- [DATA SHOWN]
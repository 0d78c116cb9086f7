//! Print a demo as parsed.

use std::fs::read_to_string;
use std::path::PathBuf;

use clap::Args;
use color_eyre::eyre::{Context, Result};

use demolint::Demo;

#[derive(Args, Clone, Debug)]
pub struct Config {
    /// Path to the demo file.
    pub path: PathBuf,

    /// Print compact JSON on one line.
    #[arg(long)]
    pub compact: bool,
}

pub fn main(config: Config) -> Result<()> {
    let content = read_to_string(&config.path)
        .with_context(|| format!("read demo file: {:?}", config.path))?;
    let demo = Demo::parse(content);

    let json = if config.compact {
        serde_json::to_string(&demo)
    } else {
        serde_json::to_string_pretty(&demo)
    }
    .context("serialize demo")?;

    println!("{json}");
    Ok(())
}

- [EXERCISE DETAILS]
If a line in the data above holds the word "Args", count it, and give only the final number.

- [COMPLETED EXERCISE]
2